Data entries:
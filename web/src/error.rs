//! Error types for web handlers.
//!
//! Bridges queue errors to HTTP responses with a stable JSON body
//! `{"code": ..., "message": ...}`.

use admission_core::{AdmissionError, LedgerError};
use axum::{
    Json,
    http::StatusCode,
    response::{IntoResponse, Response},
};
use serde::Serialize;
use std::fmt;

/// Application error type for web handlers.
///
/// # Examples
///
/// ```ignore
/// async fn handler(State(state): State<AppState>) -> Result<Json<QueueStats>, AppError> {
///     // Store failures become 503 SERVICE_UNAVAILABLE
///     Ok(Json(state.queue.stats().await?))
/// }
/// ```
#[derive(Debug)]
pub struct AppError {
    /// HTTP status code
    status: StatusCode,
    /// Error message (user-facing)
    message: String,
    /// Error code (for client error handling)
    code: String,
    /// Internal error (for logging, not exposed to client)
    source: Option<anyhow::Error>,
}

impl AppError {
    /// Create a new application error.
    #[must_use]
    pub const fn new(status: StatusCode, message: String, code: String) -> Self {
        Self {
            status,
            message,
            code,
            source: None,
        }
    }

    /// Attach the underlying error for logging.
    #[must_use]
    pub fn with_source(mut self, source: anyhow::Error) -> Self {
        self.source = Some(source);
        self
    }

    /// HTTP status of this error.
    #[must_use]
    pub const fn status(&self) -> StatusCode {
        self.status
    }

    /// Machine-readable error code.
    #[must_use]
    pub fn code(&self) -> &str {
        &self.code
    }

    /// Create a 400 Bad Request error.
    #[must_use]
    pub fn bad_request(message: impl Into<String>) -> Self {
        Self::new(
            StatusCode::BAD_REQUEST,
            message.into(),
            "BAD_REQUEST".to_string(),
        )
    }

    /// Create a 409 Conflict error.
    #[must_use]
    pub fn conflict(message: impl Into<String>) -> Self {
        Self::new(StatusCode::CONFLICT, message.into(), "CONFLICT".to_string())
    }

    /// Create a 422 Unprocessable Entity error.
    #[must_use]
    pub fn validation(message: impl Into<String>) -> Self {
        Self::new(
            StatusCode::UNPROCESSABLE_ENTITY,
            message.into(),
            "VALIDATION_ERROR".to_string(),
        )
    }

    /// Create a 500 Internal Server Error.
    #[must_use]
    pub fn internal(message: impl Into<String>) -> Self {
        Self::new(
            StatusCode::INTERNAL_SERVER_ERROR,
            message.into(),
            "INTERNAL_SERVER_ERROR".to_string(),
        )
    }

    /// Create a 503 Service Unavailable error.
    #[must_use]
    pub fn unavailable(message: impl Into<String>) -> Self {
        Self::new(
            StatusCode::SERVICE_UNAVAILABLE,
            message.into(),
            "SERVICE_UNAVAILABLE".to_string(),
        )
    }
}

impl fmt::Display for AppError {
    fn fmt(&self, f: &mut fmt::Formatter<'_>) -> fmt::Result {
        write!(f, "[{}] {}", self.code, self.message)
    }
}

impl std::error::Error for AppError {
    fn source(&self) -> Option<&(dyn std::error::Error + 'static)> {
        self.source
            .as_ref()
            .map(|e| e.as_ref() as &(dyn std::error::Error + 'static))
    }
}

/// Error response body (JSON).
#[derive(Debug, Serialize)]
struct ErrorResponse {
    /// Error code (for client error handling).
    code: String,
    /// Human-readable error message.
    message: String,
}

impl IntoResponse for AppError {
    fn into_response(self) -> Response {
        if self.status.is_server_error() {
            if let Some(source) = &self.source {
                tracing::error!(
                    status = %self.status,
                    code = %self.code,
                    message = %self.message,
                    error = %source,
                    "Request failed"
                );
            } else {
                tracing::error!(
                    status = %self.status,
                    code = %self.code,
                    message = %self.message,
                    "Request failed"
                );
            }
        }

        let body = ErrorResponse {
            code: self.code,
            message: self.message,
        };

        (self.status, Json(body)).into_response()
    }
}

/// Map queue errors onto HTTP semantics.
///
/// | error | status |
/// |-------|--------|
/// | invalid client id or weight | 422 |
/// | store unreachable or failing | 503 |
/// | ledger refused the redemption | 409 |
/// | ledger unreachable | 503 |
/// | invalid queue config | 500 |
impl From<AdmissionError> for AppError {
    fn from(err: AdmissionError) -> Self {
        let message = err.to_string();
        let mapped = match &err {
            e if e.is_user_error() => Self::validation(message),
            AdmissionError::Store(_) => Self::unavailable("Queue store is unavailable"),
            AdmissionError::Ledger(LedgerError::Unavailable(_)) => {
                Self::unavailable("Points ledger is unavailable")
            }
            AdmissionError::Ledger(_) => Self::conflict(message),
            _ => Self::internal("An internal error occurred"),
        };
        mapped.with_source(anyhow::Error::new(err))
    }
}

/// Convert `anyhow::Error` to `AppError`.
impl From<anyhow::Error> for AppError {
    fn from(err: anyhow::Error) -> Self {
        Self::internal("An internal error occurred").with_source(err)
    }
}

What this task involves: Each record must be output exactly, with none omitted.

Written answer:
filename web/src/error.rs
//! Error types for web handlers.
//!
//! Bridges queue errors to HTTP responses with a stable JSON body
//! `{"code": ..., "message": ...}`.

use admission_core::{AdmissionError, LedgerError};
use axum::{
    Json,
    http::StatusCode,
    response::{IntoResponse, Response},
};
use serde::Serialize;
use std::fmt;

/// Application error type for web handlers.
///
/// # Examples
///
/// ```ignore
/// async fn handler(State(state): State<AppState>) -> Result<Json<QueueStats>, AppError> {
///     // Store failures become 503 SERVICE_UNAVAILABLE
///     Ok(Json(state.queue.stats().await?))
/// }
/// ```
#[derive(Debug)]
pub struct AppError {
    /// HTTP status code
    status: StatusCode,
    /// Error message (user-facing)
    message: String,
    /// Error code (for client error handling)
    code: String,
    /// Internal error (for logging, not exposed to client)
    source: Option<anyhow::Error>,
}

impl AppError {
    /// Create a new application error.
    #[must_use]
    pub const fn new(status: StatusCode, message: String, code: String) -> Self {
        Self {
            status,
            message,
            code,
            source: None,
        }
    }

    /// Attach the underlying error for logging.
    #[must_use]
    pub fn with_source(mut self, source: anyhow::Error) -> Self {
        self.source = Some(source);
        self
    }

    /// HTTP status of this error.
    #[must_use]
    pub const fn status(&self) -> StatusCode {
        self.status
    }

    /// Machine-readable error code.
    #[must_use]
    pub fn code(&self) -> &str {
        &self.code
    }

    /// Create a 400 Bad Request error.
    #[must_use]
    pub fn bad_request(message: impl Into<String>) -> Self {
        Self::new(
            StatusCode::BAD_REQUEST,
            message.into(),
            "BAD_REQUEST".to_string(),
        )
    }

    /// Create a 409 Conflict error.
    #[must_use]
    pub fn conflict(message: impl Into<String>) -> Self {
        Self::new(StatusCode::CONFLICT, message.into(), "CONFLICT".to_string())
    }

    /// Create a 422 Unprocessable Entity error.
    #[must_use]
    pub fn validation(message: impl Into<String>) -> Self {
        Self::new(
            StatusCode::UNPROCESSABLE_ENTITY,
            message.into(),
            "VALIDATION_ERROR".to_string(),
        )
    }

    /// Create a 500 Internal Server Error.
    #[must_use]
    pub fn internal(message: impl Into<String>) -> Self {
        Self::new(
            StatusCode::INTERNAL_SERVER_ERROR,
            message.into(),
            "INTERNAL_SERVER_ERROR".to_string(),
        )
    }

    /// Create a 503 Service Unavailable error.
    #[must_use]
    pub fn unavailable(message: impl Into<String>) -> Self {
        Self::new(
            StatusCode::SERVICE_UNAVAILABLE,
            message.into(),
            "SERVICE_UNAVAILABLE".to_string(),
        )
    }
}

impl fmt::Display for AppError {
    fn fmt(&self, f: &mut fmt::Formatter<'_>) -> fmt::Result {
        write!(f, "[{}] {}", self.code, self.message)
    }
}

impl std::error::Error for AppError {
    fn source(&self) -> Option<&(dyn std::error::Error + 'static)> {
        self.source
            .as_ref()
            .map(|e| e.as_ref() as &(dyn std::error::Error + 'static))
    }
}

/// Error response body (JSON).
#[derive(Debug, Serialize)]
struct ErrorResponse {
    /// Error code (for client error handling).
    code: String,
    /// Human-readable error message.
    message: String,
}

impl IntoResponse for AppError {
    fn into_response(self) -> Response {
        if self.status.is_server_error() {
            if let Some(source) = &self.source {
                tracing::error!(
                    status = %self.status,
                    code = %self.code,
                    message = %self.message,
                    error = %source,
                    "Request failed"
                );
            } else {
                tracing::error!(
                    status = %self.status,
                    code = %self.code,
                    message = %self.message,
                    "Request failed"
                );
            }
        }

        let body = ErrorResponse {
            code: self.code,
            message: self.message,
        };

        (self.status, Json(body)).into_response()
    }
}

/// Map queue errors onto HTTP semantics.
///
/// | error | status |
/// |-------|--------|
/// | invalid client id or weight | 422 |
/// | store unreachable or failing | 503 |
/// | ledger refused the redemption | 409 |
/// | ledger unreachable | 503 |
/// | invalid queue config | 500 |
impl From<AdmissionError> for AppError {
    fn from(err: AdmissionError) -> Self {
        let message = err.to_string();
        let mapped = match &err {
            e if e.is_user_error() => Self::validation(message),
            AdmissionError::Store(_) => Self::unavailable("Queue store is unavailable"),
            AdmissionError::Ledger(LedgerError::Unavailable(_)) => {
                Self::unavailable("Points ledger is unavailable")
            }
            AdmissionError::Ledger(_) => Self::conflict(message),
            _ => Self::internal("An internal error occurred"),
        };
        mapped.with_source(anyhow::Error::new(err))
    }
}

/// Convert `anyhow::Error` to `AppError`.
impl From<anyhow::Error> for AppError {
    fn from(err: anyhow::Error) -> Self {
        Self::internal("An internal error occurred").with_source(err)
    }
}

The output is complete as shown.